Using the string "BookingRequest" as the key, pull each matching line out of the records below.

*** RECORD SET Section Begins ***

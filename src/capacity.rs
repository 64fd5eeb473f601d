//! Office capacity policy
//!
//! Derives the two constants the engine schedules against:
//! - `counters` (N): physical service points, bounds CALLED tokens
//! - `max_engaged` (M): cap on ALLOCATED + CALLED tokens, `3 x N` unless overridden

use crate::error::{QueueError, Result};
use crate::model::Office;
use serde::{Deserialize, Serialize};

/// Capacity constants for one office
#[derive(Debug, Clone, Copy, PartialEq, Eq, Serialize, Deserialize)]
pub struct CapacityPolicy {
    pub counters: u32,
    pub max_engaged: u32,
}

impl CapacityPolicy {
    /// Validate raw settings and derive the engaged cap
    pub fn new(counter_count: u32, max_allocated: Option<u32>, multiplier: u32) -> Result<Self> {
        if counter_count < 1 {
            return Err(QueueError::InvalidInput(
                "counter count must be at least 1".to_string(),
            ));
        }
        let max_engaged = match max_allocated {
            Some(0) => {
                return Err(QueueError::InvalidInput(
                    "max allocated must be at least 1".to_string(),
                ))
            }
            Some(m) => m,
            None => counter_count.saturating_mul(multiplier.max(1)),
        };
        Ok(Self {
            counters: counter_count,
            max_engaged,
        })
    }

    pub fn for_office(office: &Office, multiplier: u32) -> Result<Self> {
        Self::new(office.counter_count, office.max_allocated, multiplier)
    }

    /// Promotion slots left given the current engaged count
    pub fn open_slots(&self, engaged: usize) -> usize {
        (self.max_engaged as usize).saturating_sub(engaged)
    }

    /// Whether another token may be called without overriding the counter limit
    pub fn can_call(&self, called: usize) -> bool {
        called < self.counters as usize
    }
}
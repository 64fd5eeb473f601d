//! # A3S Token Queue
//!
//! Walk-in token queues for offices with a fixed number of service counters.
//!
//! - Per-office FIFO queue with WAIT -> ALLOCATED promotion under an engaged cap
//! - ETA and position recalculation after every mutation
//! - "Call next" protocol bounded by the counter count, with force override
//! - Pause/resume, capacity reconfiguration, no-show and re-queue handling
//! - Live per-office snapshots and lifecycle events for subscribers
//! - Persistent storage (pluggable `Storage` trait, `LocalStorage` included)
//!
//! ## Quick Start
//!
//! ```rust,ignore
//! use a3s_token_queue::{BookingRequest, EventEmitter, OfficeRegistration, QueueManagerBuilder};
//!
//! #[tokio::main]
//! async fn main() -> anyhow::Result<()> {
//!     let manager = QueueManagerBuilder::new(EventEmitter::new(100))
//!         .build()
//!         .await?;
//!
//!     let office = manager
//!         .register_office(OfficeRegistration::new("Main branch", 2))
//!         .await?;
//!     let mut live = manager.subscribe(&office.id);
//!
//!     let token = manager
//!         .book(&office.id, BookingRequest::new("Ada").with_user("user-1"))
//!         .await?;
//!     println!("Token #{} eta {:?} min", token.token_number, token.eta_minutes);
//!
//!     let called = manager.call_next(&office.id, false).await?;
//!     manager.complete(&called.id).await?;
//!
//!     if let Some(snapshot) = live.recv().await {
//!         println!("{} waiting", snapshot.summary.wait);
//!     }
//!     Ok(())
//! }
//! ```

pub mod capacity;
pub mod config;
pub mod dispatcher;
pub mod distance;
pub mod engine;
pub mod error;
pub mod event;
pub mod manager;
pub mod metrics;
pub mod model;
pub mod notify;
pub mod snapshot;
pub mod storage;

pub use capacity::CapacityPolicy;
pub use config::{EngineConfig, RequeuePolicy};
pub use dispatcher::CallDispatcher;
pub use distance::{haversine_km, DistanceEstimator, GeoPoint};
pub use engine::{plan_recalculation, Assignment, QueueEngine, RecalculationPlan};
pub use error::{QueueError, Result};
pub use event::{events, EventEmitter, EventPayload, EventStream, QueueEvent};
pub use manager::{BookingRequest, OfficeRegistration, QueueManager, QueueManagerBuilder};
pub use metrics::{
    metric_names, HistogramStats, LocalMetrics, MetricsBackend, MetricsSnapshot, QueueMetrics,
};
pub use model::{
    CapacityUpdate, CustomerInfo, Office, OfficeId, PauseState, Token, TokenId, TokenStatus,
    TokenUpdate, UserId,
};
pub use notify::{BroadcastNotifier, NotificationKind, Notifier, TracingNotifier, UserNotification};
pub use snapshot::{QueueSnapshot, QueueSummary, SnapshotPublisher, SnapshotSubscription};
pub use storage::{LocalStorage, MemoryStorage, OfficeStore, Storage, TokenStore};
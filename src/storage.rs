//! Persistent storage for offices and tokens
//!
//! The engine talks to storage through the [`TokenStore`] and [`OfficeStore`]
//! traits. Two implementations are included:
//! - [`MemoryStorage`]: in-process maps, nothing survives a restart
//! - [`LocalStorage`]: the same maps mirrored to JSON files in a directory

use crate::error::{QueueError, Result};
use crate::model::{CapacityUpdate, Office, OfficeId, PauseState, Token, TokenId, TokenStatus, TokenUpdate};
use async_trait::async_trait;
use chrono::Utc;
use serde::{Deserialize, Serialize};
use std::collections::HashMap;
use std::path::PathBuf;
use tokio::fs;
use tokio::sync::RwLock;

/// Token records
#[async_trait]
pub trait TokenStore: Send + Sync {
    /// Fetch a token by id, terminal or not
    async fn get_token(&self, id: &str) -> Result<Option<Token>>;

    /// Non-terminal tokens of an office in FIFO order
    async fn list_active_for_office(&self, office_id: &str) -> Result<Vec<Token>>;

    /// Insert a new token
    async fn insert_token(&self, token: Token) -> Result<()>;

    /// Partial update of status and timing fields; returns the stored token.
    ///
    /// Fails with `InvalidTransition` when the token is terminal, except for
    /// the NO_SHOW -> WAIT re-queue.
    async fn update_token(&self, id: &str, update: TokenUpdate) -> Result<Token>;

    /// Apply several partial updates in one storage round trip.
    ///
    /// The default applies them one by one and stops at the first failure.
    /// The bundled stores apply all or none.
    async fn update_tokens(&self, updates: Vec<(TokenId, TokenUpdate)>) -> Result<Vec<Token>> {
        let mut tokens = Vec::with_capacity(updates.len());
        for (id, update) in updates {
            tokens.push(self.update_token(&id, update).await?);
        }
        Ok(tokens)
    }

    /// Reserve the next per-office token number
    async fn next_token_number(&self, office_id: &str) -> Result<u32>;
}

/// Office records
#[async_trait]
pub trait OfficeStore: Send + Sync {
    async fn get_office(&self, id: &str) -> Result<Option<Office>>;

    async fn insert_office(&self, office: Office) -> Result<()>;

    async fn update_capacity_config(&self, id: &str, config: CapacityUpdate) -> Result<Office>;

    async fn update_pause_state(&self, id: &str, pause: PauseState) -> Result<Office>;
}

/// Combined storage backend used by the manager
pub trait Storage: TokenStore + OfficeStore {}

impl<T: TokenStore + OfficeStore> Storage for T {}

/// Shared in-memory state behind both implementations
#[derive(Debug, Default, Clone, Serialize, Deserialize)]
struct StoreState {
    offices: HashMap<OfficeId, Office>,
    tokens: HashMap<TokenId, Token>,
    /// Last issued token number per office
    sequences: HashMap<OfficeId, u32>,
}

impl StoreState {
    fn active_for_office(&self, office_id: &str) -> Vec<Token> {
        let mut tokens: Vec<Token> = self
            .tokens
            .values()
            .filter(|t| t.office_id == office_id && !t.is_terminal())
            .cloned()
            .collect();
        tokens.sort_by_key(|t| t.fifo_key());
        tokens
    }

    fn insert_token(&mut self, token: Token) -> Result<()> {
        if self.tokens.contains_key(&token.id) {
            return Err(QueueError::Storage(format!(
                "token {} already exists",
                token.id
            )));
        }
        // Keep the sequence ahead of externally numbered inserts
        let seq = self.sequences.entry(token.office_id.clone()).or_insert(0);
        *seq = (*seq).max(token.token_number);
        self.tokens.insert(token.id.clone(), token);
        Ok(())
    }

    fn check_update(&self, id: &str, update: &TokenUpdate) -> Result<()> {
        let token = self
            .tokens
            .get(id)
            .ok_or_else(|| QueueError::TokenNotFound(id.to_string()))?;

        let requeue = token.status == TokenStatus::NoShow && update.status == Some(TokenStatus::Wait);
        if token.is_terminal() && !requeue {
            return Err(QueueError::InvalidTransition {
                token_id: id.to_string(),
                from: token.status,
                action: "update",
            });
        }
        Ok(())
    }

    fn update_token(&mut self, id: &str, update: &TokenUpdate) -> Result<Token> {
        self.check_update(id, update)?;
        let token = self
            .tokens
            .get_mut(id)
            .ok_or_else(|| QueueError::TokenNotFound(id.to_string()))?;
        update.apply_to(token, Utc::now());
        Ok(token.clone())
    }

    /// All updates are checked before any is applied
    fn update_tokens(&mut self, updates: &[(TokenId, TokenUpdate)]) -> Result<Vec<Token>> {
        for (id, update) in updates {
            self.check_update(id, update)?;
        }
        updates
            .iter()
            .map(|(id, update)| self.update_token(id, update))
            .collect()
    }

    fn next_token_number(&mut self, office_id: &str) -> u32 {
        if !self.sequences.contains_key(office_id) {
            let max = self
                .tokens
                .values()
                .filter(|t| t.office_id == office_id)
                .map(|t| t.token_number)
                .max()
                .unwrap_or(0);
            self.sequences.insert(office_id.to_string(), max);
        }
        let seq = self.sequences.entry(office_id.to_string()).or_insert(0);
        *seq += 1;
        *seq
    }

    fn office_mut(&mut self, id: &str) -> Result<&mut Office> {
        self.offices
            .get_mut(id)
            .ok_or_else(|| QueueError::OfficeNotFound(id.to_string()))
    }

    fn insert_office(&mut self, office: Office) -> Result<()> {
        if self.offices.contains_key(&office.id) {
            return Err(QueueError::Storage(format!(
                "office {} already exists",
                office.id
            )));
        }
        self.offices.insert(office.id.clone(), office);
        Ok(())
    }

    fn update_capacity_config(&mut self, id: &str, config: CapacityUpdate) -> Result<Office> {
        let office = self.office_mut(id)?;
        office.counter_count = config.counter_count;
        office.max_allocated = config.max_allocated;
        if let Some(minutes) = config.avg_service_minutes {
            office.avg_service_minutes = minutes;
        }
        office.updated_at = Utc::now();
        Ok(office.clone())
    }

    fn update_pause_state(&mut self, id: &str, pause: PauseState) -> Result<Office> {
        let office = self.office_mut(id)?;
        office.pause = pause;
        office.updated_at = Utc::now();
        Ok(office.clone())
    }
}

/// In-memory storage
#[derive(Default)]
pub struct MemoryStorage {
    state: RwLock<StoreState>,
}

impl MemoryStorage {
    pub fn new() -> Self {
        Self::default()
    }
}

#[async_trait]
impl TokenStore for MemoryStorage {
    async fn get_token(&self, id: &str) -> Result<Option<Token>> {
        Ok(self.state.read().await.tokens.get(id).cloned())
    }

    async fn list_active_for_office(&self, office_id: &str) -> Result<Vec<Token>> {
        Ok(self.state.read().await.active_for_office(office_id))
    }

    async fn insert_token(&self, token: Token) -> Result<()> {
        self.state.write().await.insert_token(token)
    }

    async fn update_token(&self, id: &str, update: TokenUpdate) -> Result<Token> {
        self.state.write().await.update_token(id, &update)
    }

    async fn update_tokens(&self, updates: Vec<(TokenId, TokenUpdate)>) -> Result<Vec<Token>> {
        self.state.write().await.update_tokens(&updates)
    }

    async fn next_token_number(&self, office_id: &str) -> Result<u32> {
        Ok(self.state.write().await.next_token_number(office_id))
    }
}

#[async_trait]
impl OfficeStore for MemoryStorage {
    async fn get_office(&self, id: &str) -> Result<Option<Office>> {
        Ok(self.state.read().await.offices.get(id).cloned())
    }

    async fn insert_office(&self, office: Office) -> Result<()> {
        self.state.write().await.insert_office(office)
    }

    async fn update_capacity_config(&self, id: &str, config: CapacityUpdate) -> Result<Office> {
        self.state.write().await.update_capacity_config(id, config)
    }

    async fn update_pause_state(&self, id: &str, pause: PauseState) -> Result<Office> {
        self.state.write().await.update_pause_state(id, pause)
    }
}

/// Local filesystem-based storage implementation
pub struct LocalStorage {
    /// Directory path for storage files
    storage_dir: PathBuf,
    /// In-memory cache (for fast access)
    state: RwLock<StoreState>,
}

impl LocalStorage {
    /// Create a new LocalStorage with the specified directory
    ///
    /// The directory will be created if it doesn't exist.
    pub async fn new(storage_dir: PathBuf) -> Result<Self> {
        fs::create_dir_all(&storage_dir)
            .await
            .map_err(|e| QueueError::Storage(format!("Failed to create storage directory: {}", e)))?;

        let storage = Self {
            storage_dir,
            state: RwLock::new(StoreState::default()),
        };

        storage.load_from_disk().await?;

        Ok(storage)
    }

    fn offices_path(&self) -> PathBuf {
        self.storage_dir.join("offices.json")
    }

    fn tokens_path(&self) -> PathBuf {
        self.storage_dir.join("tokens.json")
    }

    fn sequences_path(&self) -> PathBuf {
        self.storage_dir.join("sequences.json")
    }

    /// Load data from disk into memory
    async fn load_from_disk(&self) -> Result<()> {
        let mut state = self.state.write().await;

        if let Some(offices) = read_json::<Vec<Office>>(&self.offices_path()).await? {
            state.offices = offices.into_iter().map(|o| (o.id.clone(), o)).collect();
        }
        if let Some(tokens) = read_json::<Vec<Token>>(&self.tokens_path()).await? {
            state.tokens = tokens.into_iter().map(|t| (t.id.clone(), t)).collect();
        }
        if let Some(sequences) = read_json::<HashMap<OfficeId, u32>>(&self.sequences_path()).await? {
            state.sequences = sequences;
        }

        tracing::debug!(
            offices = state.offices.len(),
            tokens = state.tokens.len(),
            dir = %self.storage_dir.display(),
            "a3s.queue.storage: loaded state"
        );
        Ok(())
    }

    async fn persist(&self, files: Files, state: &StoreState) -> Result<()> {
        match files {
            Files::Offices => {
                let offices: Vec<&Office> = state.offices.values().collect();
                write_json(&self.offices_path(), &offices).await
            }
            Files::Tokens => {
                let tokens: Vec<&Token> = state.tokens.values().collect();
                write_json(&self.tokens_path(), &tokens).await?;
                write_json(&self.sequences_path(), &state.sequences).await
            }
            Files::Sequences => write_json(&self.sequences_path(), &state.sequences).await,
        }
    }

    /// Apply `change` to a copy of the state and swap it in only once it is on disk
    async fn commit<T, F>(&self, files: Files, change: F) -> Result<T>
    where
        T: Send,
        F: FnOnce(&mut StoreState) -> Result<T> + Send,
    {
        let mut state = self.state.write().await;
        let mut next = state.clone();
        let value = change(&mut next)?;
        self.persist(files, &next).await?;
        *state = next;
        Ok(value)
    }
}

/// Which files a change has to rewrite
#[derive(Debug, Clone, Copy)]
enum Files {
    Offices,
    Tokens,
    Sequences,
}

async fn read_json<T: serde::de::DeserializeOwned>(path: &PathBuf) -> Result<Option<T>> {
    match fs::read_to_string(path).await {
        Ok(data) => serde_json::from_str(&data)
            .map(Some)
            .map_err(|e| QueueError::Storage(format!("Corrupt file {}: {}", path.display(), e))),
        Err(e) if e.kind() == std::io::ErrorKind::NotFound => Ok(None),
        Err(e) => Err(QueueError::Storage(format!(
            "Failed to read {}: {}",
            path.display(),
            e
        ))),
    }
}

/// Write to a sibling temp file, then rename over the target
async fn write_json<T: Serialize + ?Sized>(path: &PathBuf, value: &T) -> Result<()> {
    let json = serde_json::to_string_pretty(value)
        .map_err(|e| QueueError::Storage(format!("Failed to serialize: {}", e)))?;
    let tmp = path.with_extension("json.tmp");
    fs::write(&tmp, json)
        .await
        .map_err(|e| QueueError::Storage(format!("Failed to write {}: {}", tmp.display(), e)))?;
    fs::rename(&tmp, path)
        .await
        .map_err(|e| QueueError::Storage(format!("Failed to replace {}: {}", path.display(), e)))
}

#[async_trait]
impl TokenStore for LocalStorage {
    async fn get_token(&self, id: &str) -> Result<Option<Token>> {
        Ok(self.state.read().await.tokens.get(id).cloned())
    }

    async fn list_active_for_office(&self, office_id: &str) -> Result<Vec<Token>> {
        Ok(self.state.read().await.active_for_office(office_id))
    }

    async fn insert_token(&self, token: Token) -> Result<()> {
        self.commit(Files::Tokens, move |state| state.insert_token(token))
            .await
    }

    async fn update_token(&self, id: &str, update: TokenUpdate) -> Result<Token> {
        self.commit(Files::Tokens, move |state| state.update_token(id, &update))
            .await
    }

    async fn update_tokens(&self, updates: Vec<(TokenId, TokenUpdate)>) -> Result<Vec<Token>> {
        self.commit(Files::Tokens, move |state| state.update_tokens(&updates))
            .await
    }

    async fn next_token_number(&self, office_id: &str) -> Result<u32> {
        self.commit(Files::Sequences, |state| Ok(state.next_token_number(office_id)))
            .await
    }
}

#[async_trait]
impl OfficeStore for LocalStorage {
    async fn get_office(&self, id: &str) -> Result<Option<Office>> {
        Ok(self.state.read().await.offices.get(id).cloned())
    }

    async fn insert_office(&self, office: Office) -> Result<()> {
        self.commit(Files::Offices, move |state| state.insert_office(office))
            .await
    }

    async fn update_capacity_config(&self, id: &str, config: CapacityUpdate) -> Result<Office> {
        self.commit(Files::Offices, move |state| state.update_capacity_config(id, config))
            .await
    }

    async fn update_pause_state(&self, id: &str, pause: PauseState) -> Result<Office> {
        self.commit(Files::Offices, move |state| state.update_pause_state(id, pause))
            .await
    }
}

*** RECORD SET Section Ends ***

▶ WRITTEN SOLUTION:
//! use a3s_token_queue::{BookingRequest, EventEmitter, OfficeRegistration, QueueManagerBuilder};
//!         .book(&office.id, BookingRequest::new("Ada").with_user("user-1"))
pub use manager::{BookingRequest, OfficeRegistration, QueueManager, QueueManagerBuilder};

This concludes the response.